コロナ禍でレジャーもままならないなか、家での食事に楽しみを見いだす人も多いのではないだろうか。しかし毎日自炊も疲れるし、家で食べるテイクアウトは、味はよくともエンターテインメント性に欠ける。

そんな“家メシ倦怠期”に投入したいのが、クッキングトイだ。クッキングトイとは、実際に食べられる食品が作れる玩具。料理のハードルを下げつつ、家での食事に遊び心を加えられる点がウケている。

新型コロナウイルスの影響で巣ごもり需要が盛り上がってることを背景に、今年は例年に輪をかけて市場が活性化している。

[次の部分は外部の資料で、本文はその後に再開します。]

//! Arrival generation module for deterministic flight creation.
//!
//! This module creates new flights according to configured distributions.
//! All generation is deterministic based on the RNG seed.
//!
//! # Key Principles
//!
//! 1. **Determinism**: Same seed + same config → same flights
//! 2. **Poisson Arrivals**: Flight count per tick follows a Poisson distribution
//! 3. **Weighted Categories**: Commercial/Cargo/VIP/Emergency picked by weight
//! 4. **Unique Numbers**: `<airline prefix><sequence>`, never reused
//!
//! # Example
//!
//! ```
//! use airport_simulator_core_rs::arrivals::{ArrivalConfig, FlightGenerator};
//! use airport_simulator_core_rs::rng::RngManager;
//!
//! let mut rng = RngManager::new(42);
//! let mut generator = FlightGenerator::new(ArrivalConfig {
//!     rate_per_tick: 3.0,
//!     ..ArrivalConfig::default()
//! });
//! let flights = generator.generate(0, &mut rng);
//! for flight in &flights {
//!     assert!(flight.scheduled_tick() >= 5);
//!     assert!(flight.flight_number().starts_with("AS"));
//! }
//! ```

use serde::{Deserialize, Serialize};

use crate::models::{Aircraft, Flight, FlightCategory, SizeClass};
use crate::rng::RngManager;

/// Relative weight of each flight category
#[derive(Debug, Clone, PartialEq, Serialize, Deserialize)]
#[serde(default)]
pub struct CategoryWeights {
    pub commercial: f64,
    pub cargo: f64,
    pub vip: f64,
    pub emergency: f64,
}

impl Default for CategoryWeights {
    fn default() -> Self {
        Self {
            commercial: 0.60,
            cargo: 0.25,
            vip: 0.10,
            emergency: 0.05,
        }
    }
}

impl CategoryWeights {
    /// Weights in [`FlightCategory::ALL`] order
    pub fn as_array(&self) -> [f64; 4] {
        [self.commercial, self.cargo, self.vip, self.emergency]
    }
}

/// Shortest gap between creating a flight and its scheduled landing.
///
/// Flights are created after the tick's dispatch step has run, so a flight
/// keyed at the creating tick would first be seen one tick late.
pub const MIN_LEAD_TIME: usize = 1;

/// Configuration for flight arrivals.
#[derive(Debug, Clone, PartialEq, Serialize, Deserialize)]
#[serde(default)]
pub struct ArrivalConfig {
    /// Expected number of new flights per tick (Poisson λ parameter)
    pub rate_per_tick: f64,

    pub category_weights: CategoryWeights,

    /// Ticks between creation and scheduled landing (min, max), inclusive;
    /// the minimum must be at least [`MIN_LEAD_TIME`]
    pub lead_time_range: (usize, usize),

    pub airline_prefix: String,

    /// Passenger (or freight unit) ranges per category, inclusive
    pub commercial_passengers: (u32, u32),
    pub cargo_units: (u32, u32),
    pub vip_passengers: (u32, u32),
    pub emergency_passengers: (u32, u32),
}

impl Default for ArrivalConfig {
    fn default() -> Self {
        Self {
            rate_per_tick: 0.3,
            category_weights: CategoryWeights::default(),
            lead_time_range: (5, 15),
            airline_prefix: "AS".to_string(),
            commercial_passengers: (50, 200),
            cargo_units: (10, 80),
            vip_passengers: (2, 20),
            emergency_passengers: (1, 150),
        }
    }
}

impl ArrivalConfig {
    pub fn passenger_range(&self, category: FlightCategory) -> (u32, u32) {
        match category {
            FlightCategory::Commercial => self.commercial_passengers,
            FlightCategory::Cargo => self.cargo_units,
            FlightCategory::Vip => self.vip_passengers,
            FlightCategory::Emergency => self.emergency_passengers,
        }
    }
}

/// Aircraft size weights per category, in [`SizeClass::ALL`] order
fn size_weights(category: FlightCategory) -> [f64; 3] {
    match category {
        FlightCategory::Commercial => [0.15, 0.60, 0.25],
        FlightCategory::Cargo => [0.05, 0.35, 0.60],
        FlightCategory::Vip => [0.70, 0.30, 0.0],
        FlightCategory::Emergency => [0.40, 0.40, 0.20],
    }
}

fn type_codes(size: SizeClass) -> &'static [&'static str] {
    match size {
        SizeClass::Small => &["C172", "PC12", "C25A"],
        SizeClass::Medium => &["A320", "B738", "E190"],
        SizeClass::Large => &["B77W", "A359", "B744"],
    }
}

/// Generator for flight arrivals.
#[derive(Debug, Clone)]
pub struct FlightGenerator {
    config: ArrivalConfig,

    /// Next sequence number for flight numbers
    next_sequence: u64,
}

impl FlightGenerator {
    pub fn new(config: ArrivalConfig) -> Self {
        Self {
            config,
            next_sequence: 1,
        }
    }

    pub fn config(&self) -> &ArrivalConfig {
        &self.config
    }

    /// Sequence number the next flight will get
    pub fn next_sequence(&self) -> u64 {
        self.next_sequence
    }

    /// Generate this tick's arrivals.
    ///
    /// The number of flights is Poisson-distributed; each one gets a
    /// weighted category and lands `lead_time_range` ticks from `tick`.
    pub fn generate(&mut self, tick: usize, rng: &mut RngManager) -> Vec<Flight> {
        let count = rng.poisson(self.config.rate_per_tick);
        (0..count)
            .map(|_| {
                let category = self.sample_category(rng);
                self.create_flight(category, tick, rng)
            })
            .collect()
    }

    /// Create one flight of `category` scheduled from `tick`
    pub fn create_flight(
        &mut self,
        category: FlightCategory,
        tick: usize,
        rng: &mut RngManager,
    ) -> Flight {
        let aircraft = self.sample_aircraft(category, rng);

        let (min_pax, max_pax) = self.config.passenger_range(category);
        let passengers = rng.range_inclusive(i64::from(min_pax), i64::from(max_pax.max(min_pax))) as u32;

        let (min_lead, max_lead) = self.config.lead_time_range;
        let lead = rng.range_inclusive(min_lead as i64, max_lead.max(min_lead) as i64) as usize;

        Flight::new(
            self.next_flight_number(),
            aircraft,
            category,
            passengers,
            tick + lead.max(MIN_LEAD_TIME),
        )
    }

    /// Reserve the next unique flight number
    pub fn next_flight_number(&mut self) -> String {
        let number = format!("{}{}", self.config.airline_prefix, self.next_sequence);
        self.next_sequence += 1;
        number
    }

    fn sample_category(&self, rng: &mut RngManager) -> FlightCategory {
        rng.weighted_index(&self.config.category_weights.as_array())
            .map(|i| FlightCategory::ALL[i])
            .unwrap_or(FlightCategory::Commercial)
    }

    fn sample_aircraft(&self, category: FlightCategory, rng: &mut RngManager) -> Aircraft {
        let size = rng
            .weighted_index(&size_weights(category))
            .map(|i| SizeClass::ALL[i])
            .unwrap_or(SizeClass::Medium);

        let (min_w, max_w) = size.weight_range();
        let weight = rng.range_inclusive(i64::from(min_w), i64::from(max_w)) as u32;

        let codes = type_codes(size);
        let code = codes[rng.range(0, codes.len() as i64) as usize];
        Aircraft::new(code, size, weight)
    }
}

例えば人気の「そうめんスライダー」は、この夏のメーカー売り上げが昨年対比で約2倍になったという。

そうめんスライダーが人気

さらに、玩具専門店の日本トイザらス広報の見岡大輔氏によると、クッキングトイは今年ならではの売れ行きの変化があったという。

「クッキングトイ市場は10年以上前から活況で、現在トイザらスでも専門コーナーを設けています。トイザらスで今年(8月時点)のいちばんの売れ筋は『そうめんスライダーエクストラクリア』。人気のシリーズですが、特に今年は出足が早く5月の連休ごろから売れました。いつもは本格的に暑くなってから売れだすのですが、今年は巣ごもりの影響もあってか火が点くのが早く、弊社では品薄の状況です」(見岡氏)

「ビッグストリーム そうめんスライダー エクストラジャンボ」は東京サマーランド監修。実際にウォータースライダーを滑る人のように、そうめんが身をよじりながら滑り降りてくる(写真:タカラトミーアーツ 提供)

「そうめんスライダー」シリーズは、クッキングトイの購買層を広げる起爆剤になった商品だ。流しそうめんは日本の伝統文化で、そうめんを流す機械にしても以前からあったものだ。しかしそうめんスライダーは流れる距離を数メートルにまで伸ばし、流し方のギミックをこれでもかと盛り込むことで、家族団らんやパーティ需要に応える玩具となった。

5月の連休といえばコロナウイルスの影響による緊急事態宣言の真っ最中。家で過ごさざるをえない状況で、毎日の食を楽しもうとする人々のニーズが高まったのだろう。また数年前と比べて商品の幅が広がり、各社の個性が強く出るようになった点も市場の拡大に一役買っている。